__What you will do__
Take the lines below beginning at the line that has "let removed: BTreeSet<_>" and stopping after the line that has "let chest = BlockItem::new(block_id::CHEST)", and print them exactly as they are, with no other lines.

__Records to process__
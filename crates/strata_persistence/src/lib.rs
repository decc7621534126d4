//! # STRATA Persistence
//!
//! Durable storage for one world: metadata, per-voxel override history,
//! mobs, drop items and the schema version.
//!
//! ## Design
//!
//! Tables live in memory and are made durable by a write-ahead journal.
//! Every mutation is serialized into the journal before it touches the
//! tables. A checkpoint writes a compressed snapshot of all tables and
//! truncates the journal. Opening a store loads the snapshot and replays
//! committed journal records; incomplete transactions are discarded.
//!
//! ```rust,ignore
//! use strata_persistence::{JournalStore, WorldStore};
//!
//! let mut store = JournalStore::open("./world")?;
//! store.migrate()?;
//! store.begin()?;
//! store.block_set(world.id, pos, &item, BlockAction::Create)?;
//! store.commit()?;
//! ```

#![warn(missing_docs)]
#![deny(unsafe_code)]
#![deny(clippy::all)]
#![warn(clippy::pedantic)]
#![deny(clippy::perf)]

pub mod error;
pub mod migrations;
pub mod store;
pub mod tables;
pub mod wal;

pub use error::{PersistenceError, PersistenceResult};
pub use migrations::{Migration, MIGRATIONS};
pub use store::{JournalStore, NewEntity, NewWorld, WorldStore};
pub use tables::{DropItemRow, EntityRow, Indicators, JournalOp, ModifyRow, Tables, WorldRow};
pub use wal::WriteAheadLog;
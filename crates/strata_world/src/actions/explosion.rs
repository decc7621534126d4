//! Blast resolution.

use std::collections::BTreeSet;

use rand::Rng;
use rand_chacha::ChaCha8Rng;
use strata_shared::{BlockItem, BlockPos, ItemStack, Vec3};

use super::WorldAction;
use crate::blocks::{BlockRegistry, Tag};
use crate::chunk_manager::BlockAccess;

/// Ticks between lighting TNT and the blast.
pub const TNT_FUSE_TICKS: u64 = 40;

/// One explosion.
#[derive(Clone, Copy, Debug, PartialEq)]
pub struct Explosion {
    /// Centre
    pub center: Vec3,
    /// Reach in blocks
    pub radius: f64,
    /// Blocks with a higher blast resistance survive
    pub power: f64,
    /// Chance that a non-container block drops itself
    pub drop_chance: f64,
}

impl Explosion {
    /// Blast of a lit TNT block.
    #[must_use]
    pub fn tnt(pos: BlockPos) -> Self {
        Self {
            center: pos.to_vec3() + Vec3::new(0.5, 0.5, 0.5),
            radius: 3.0,
            power: 5.0,
            drop_chance: 1.0,
        }
    }
}

/// Appends the blast to `action`.
///
/// Every voxel in the sphere whose blast resistance does not exceed the
/// power is removed. Blocks standing on removed voxels (up to two high)
/// fall off; both kinds drop themselves when their material allows it,
/// containers always together with their contents.
#[allow(clippy::cast_possible_truncation)]
pub fn make_explosion(
    action: &mut WorldAction,
    world: &dyn BlockAccess,
    registry: &BlockRegistry,
    explosion: &Explosion,
    rng: &mut ChaCha8Rng,
) {
    let reach = explosion.radius.ceil() as i32;
    let mut removed = BTreeSet::new();

    for dx in -reach..=reach {
        for dy in -reach..=reach {
            for dz in -reach..=reach {
                let point = explosion.center
                    + Vec3::new(f64::from(dx), f64::from(dy), f64::from(dz));
                if point.distance(explosion.center) > explosion.radius {
                    continue;
                }
                let pos = point.floored();
                if removed.contains(&pos) {
                    continue;
                }
                let Some(block) = world.block_at(pos) else {
                    continue;
                };
                let material = registry.get(block.id);
                if block.is_air()
                    || material.has_tag(Tag::Indestructible)
                    || material.blast_resistance > explosion.power
                {
                    continue;
                }
                removed.insert(pos);
                action.add_destroy(pos, block.id);
                auto_drop(action, registry, &block, pos, explosion.drop_chance, rng);
            }
        }
    }

    let mut loose = BTreeSet::new();
    for pos in &removed {
        for height in 1..=2 {
            let above = pos.up(height);
            if removed.contains(&above) || loose.contains(&above) {
                continue;
            }
            let Some(block) = world.block_at(above) else {
                continue;
            };
            if block.is_air() || !registry.get(block.id).can_auto_drop {
                break;
            }
            loose.insert(above);
            action.add_destroy(above, block.id);
            auto_drop(action, registry, &block, above, explosion.drop_chance, rng);
        }
    }

    action.explosion_particles.push(explosion.center);
    action.add_sound("explosion", "explode", explosion.center, false);
}

fn auto_drop(
    action: &mut WorldAction,
    registry: &BlockRegistry,
    block: &BlockItem,
    pos: BlockPos,
    chance: f64,
    rng: &mut ChaCha8Rng,
) {
    let material = registry.get(block.id);
    if !material.can_auto_drop {
        return;
    }
    let container = material.has_tag(Tag::Container);
    if !container && rng.gen::<f64>() > chance {
        return;
    }
    let mut items = vec![ItemStack::new(block.id, 1)];
    if container {
        if let Some(slots) = block.extra("slots").and_then(|s| s.as_array()) {
            items.extend(
                slots
                    .iter()
                    .filter_map(|s| serde_json::from_value::<ItemStack>(s.clone()).ok()),
            );
        }
    }
    action.add_drop(pos.to_vec3() + Vec3::new(0.5, 0.5, 0.5), items, true);
}

#[cfg(test)]
mod tests {
    use super::*;
    use rand::SeedableRng;
    use serde_json::json;
    use std::collections::HashMap;
    use strata_shared::block_id;

    fn stone_cube(half: i32) -> HashMap<BlockPos, BlockItem> {
        let mut world = HashMap::new();
        for x in -half..=half {
            for y in -half..=half {
                for z in -half..=half {
                    world.insert(BlockPos::new(x, y, z), BlockItem::new(block_id::STONE));
                }
            }
        }
        world
    }

    #[test]
    fn test_radius_and_resistance() {
        let mut world = stone_cube(5);
        world.insert(BlockPos::new(1, 0, 0), BlockItem::new(block_id::OBSIDIAN));
        let registry = BlockRegistry::standard();
        let explosion = Explosion {
            center: Vec3::new(0.5, 0.5, 0.5),
            radius: 3.0,
            power: 5.0,
            drop_chance: 1.0,
        };
        let mut action = WorldAction::new(None);
        make_explosion(&mut action, &world, &registry, &explosion, &mut ChaCha8Rng::seed_from_u64(1));

        let removed: BTreeSet<_> = action.blocks.iter().map(|b| b.pos).collect();
        assert!(removed.contains(&BlockPos::new(0, 0, 0)));
        assert!(removed.contains(&BlockPos::new(3, 0, 0)));
        assert!(!removed.contains(&BlockPos::new(4, 0, 0)));
        assert!(!removed.contains(&BlockPos::new(1, 0, 0)));
        assert!(action.drop_items.is_empty());
        assert_eq!(action.explosion_particles, vec![explosion.center]);
    }

    #[test]
    fn test_containers_drop_contents() {
        let mut world = HashMap::new();
        let chest = BlockItem::new(block_id::CHEST)
            .with_extra(json!({"slots": [{"id": block_id::EGG, "count": 4}]}));
        world.insert(BlockPos::new(0, 0, 0), chest);
        let registry = BlockRegistry::standard();
        let mut action = WorldAction::new(None);
        let explosion = Explosion {
            drop_chance: 0.0,
            ..Explosion::tnt(BlockPos::new(0, 0, 0))
        };
        make_explosion(&mut action, &world, &registry, &explosion, &mut ChaCha8Rng::seed_from_u64(1));

        assert_eq!(action.drop_items.len(), 1);
        let items = &action.drop_items[0].items;
        assert_eq!(items[0].id, block_id::CHEST);
        assert_eq!(items[1], ItemStack::new(block_id::EGG, 4));
    }

    #[test]
    fn test_loose_blocks_above_fall() {
        let mut world = HashMap::new();
        let ground = BlockPos::new(0, 0, 0);
        world.insert(ground, BlockItem::new(block_id::DIRT));
        world.insert(ground.up(1), BlockItem::new(block_id::OAK_SIGN));
        let registry = BlockRegistry::standard();
        let explosion = Explosion {
            center: Vec3::new(0.5, -0.5, 0.5),
            radius: 1.0,
            power: 5.0,
            drop_chance: 1.0,
        };
        let mut action = WorldAction::new(None);
        make_explosion(&mut action, &world, &registry, &explosion, &mut ChaCha8Rng::seed_from_u64(1));

        let removed: Vec<_> = action.blocks.iter().map(|b| b.pos).collect();
        assert!(removed.contains(&ground));
        assert!(removed.contains(&ground.up(1)));
        assert!(action
            .drop_items
            .iter()
            .any(|d| d.items[0].id == block_id::OAK_SIGN));
    }
}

__Exercise output__
        let removed: BTreeSet<_> = action.blocks.iter().map(|b| b.pos).collect();
        assert!(removed.contains(&BlockPos::new(0, 0, 0)));
        assert!(removed.contains(&BlockPos::new(3, 0, 0)));
        assert!(!removed.contains(&BlockPos::new(4, 0, 0)));
        assert!(!removed.contains(&BlockPos::new(1, 0, 0)));
        assert!(action.drop_items.is_empty());
        assert_eq!(action.explosion_particles, vec![explosion.center]);
    }

    #[test]
    fn test_containers_drop_contents() {
        let mut world = HashMap::new();
        let chest = BlockItem::new(block_id::CHEST)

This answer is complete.